Start of Provided records

//! Authenticated pass-through endpoints for the fulfillment API
//!
//! The wizard client cannot hold the fulfillment credential; these handlers
//! accept credential-free requests, attach the server-side token through the
//! typed client, and relay the upstream result. Non-success upstream
//! responses keep their status code; transport failures map to 502.

use actix_web::{http::StatusCode, web, HttpResponse};
use serde::{Deserialize, Serialize};
use tracing::error;
use url::Url;
use utoipa::ToSchema;

use crate::api::AppState;
use crate::domain::{ProductKind, Recipient};
use crate::fulfillment::{FulfillmentApi, FulfillmentError};

/// Error response relayed for fulfillment failures
#[derive(Serialize, ToSchema)]
pub struct FulfillmentErrorResponse {
    pub error: String,
}

/// Connectivity and rate-limit status
#[derive(Serialize, ToSchema)]
pub struct StatusResponse {
    pub connected: bool,
    pub rate_limit_remaining: Option<u32>,
}

/// Request body for mockup task creation
#[derive(Debug, Deserialize, ToSchema)]
pub struct CreateMockupTaskRequest {
    pub image_url: String,
    pub product: ProductKind,
}

/// Response with the key of the created mockup task
#[derive(Serialize, ToSchema)]
pub struct TaskKeyResponse {
    pub task_key: String,
}

/// Query parameters for mockup task polling
#[derive(Debug, Deserialize)]
pub struct TaskQuery {
    pub task_key: String,
}

/// Request body for shipping-rate estimates
#[derive(Debug, Deserialize, ToSchema)]
pub struct RatesRequest {
    pub recipient: Recipient,
    pub product: ProductKind,
}

/// Request body for cost estimates and order creation
#[derive(Debug, Deserialize, ToSchema)]
pub struct OrderRequest {
    pub recipient: Recipient,
    pub image_url: String,
    pub product: ProductKind,
}

fn fulfillment_error(e: &FulfillmentError) -> HttpResponse {
    error!(error = %e, "Fulfillment request failed");
    let status = e
        .http_status()
        .and_then(|s| StatusCode::from_u16(s).ok())
        .unwrap_or(StatusCode::BAD_GATEWAY);
    HttpResponse::build(status).json(FulfillmentErrorResponse {
        error: e.to_string(),
    })
}

fn bad_request(message: String) -> HttpResponse {
    HttpResponse::BadRequest().json(FulfillmentErrorResponse { error: message })
}

fn parse_image_url(raw: &str) -> Result<Url, HttpResponse> {
    Url::parse(raw).map_err(|e| bad_request(format!("invalid image_url: {e}")))
}

/// GET /api/printful/status - Connectivity probe
#[utoipa::path(
    get,
    path = "/api/printful/status",
    tag = "fulfillment",
    responses(
        (status = 200, description = "Probe result", body = StatusResponse)
    )
)]
pub async fn status(state: web::Data<AppState>) -> HttpResponse {
    let connected = state.fulfillment.check_connection().await;
    HttpResponse::Ok().json(StatusResponse {
        connected,
        rate_limit_remaining: state.fulfillment.rate_limit_remaining(),
    })
}

/// POST /api/printful/mockup-task - Create a mockup generation task
#[utoipa::path(
    post,
    path = "/api/printful/mockup-task",
    tag = "fulfillment",
    request_body = CreateMockupTaskRequest,
    responses(
        (status = 200, description = "Task created", body = TaskKeyResponse),
        (status = 400, description = "Invalid request", body = FulfillmentErrorResponse),
        (status = 502, description = "Upstream failure", body = FulfillmentErrorResponse)
    )
)]
pub async fn create_mockup_task(
    state: web::Data<AppState>,
    body: web::Json<CreateMockupTaskRequest>,
) -> HttpResponse {
    let image_url = match parse_image_url(&body.image_url) {
        Ok(url) => url,
        Err(response) => return response,
    };

    match state
        .fulfillment
        .create_mockup_task(&image_url, body.product)
        .await
    {
        Ok(task_key) => HttpResponse::Ok().json(TaskKeyResponse { task_key }),
        Err(e) => fulfillment_error(&e),
    }
}

/// GET /api/printful/mockup-task - Poll a mockup generation task
#[utoipa::path(
    get,
    path = "/api/printful/mockup-task",
    tag = "fulfillment",
    params(
        ("task_key" = String, Query, description = "Key of the task to poll")
    ),
    responses(
        (status = 200, description = "Current task state", body = crate::domain::MockupTask),
        (status = 502, description = "Upstream failure", body = FulfillmentErrorResponse)
    )
)]
pub async fn poll_mockup_task(
    state: web::Data<AppState>,
    query: web::Query<TaskQuery>,
) -> HttpResponse {
    match state.fulfillment.poll_mockup_task(&query.task_key).await {
        Ok(task) => HttpResponse::Ok().json(task),
        Err(e) => fulfillment_error(&e),
    }
}

/// POST /api/printful/shipping-rates - Estimate shipping options
#[utoipa::path(
    post,
    path = "/api/printful/shipping-rates",
    tag = "fulfillment",
    request_body = RatesRequest,
    responses(
        (status = 200, description = "Available rates", body = [crate::domain::ShippingRate]),
        (status = 400, description = "Invalid recipient", body = FulfillmentErrorResponse),
        (status = 502, description = "Upstream failure", body = FulfillmentErrorResponse)
    )
)]
pub async fn shipping_rates(
    state: web::Data<AppState>,
    body: web::Json<RatesRequest>,
) -> HttpResponse {
    if let Err(e) = body.recipient.validate() {
        return bad_request(e.to_string());
    }

    match state
        .fulfillment
        .estimate_shipping_rates(&body.recipient, body.product)
        .await
    {
        Ok(rates) => HttpResponse::Ok().json(rates),
        Err(e) => fulfillment_error(&e),
    }
}

/// POST /api/printful/estimate-costs - Estimate the full cost breakdown
#[utoipa::path(
    post,
    path = "/api/printful/estimate-costs",
    tag = "fulfillment",
    request_body = OrderRequest,
    responses(
        (status = 200, description = "Cost breakdown", body = crate::domain::OrderCosts),
        (status = 400, description = "Invalid request", body = FulfillmentErrorResponse),
        (status = 502, description = "Upstream failure", body = FulfillmentErrorResponse)
    )
)]
pub async fn estimate_costs(
    state: web::Data<AppState>,
    body: web::Json<OrderRequest>,
) -> HttpResponse {
    if let Err(e) = body.recipient.validate() {
        return bad_request(e.to_string());
    }
    let image_url = match parse_image_url(&body.image_url) {
        Ok(url) => url,
        Err(response) => return response,
    };

    match state
        .fulfillment
        .estimate_order_costs(&body.recipient, &image_url, body.product)
        .await
    {
        Ok(costs) => HttpResponse::Ok().json(costs),
        Err(e) => fulfillment_error(&e),
    }
}

/// POST /api/printful/orders - Create a draft order (costed, not charged)
#[utoipa::path(
    post,
    path = "/api/printful/orders",
    tag = "fulfillment",
    request_body = OrderRequest,
    responses(
        (status = 200, description = "Draft order", body = crate::domain::Order),
        (status = 400, description = "Invalid request", body = FulfillmentErrorResponse),
        (status = 502, description = "Upstream failure", body = FulfillmentErrorResponse)
    )
)]
pub async fn create_order(state: web::Data<AppState>, body: web::Json<OrderRequest>) -> HttpResponse {
    if let Err(e) = body.recipient.validate() {
        return bad_request(e.to_string());
    }
    let image_url = match parse_image_url(&body.image_url) {
        Ok(url) => url,
        Err(response) => return response,
    };

    match state
        .fulfillment
        .create_draft_order(&body.recipient, &image_url, body.product)
        .await
    {
        Ok(order) => HttpResponse::Ok().json(order),
        Err(e) => fulfillment_error(&e),
    }
}

/// POST /api/printful/orders/{id}/confirm - Charge and queue for manufacturing
#[utoipa::path(
    post,
    path = "/api/printful/orders/{id}/confirm",
    tag = "fulfillment",
    params(
        ("id" = i64, Path, description = "Draft order id")
    ),
    responses(
        (status = 200, description = "Confirmed order", body = crate::domain::Order),
        (status = 502, description = "Upstream failure", body = FulfillmentErrorResponse)
    )
)]
pub async fn confirm_order(state: web::Data<AppState>, path: web::Path<i64>) -> HttpResponse {
    match state.fulfillment.confirm_order(path.into_inner()).await {
        Ok(order) => HttpResponse::Ok().json(order),
        Err(e) => fulfillment_error(&e),
    }
}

End of Provided records

Working through the records above, copy each line in which "RatesRequest" is found.

* [Task answer]
pub struct RatesRequest {
    request_body = RatesRequest,
    body: web::Json<RatesRequest>,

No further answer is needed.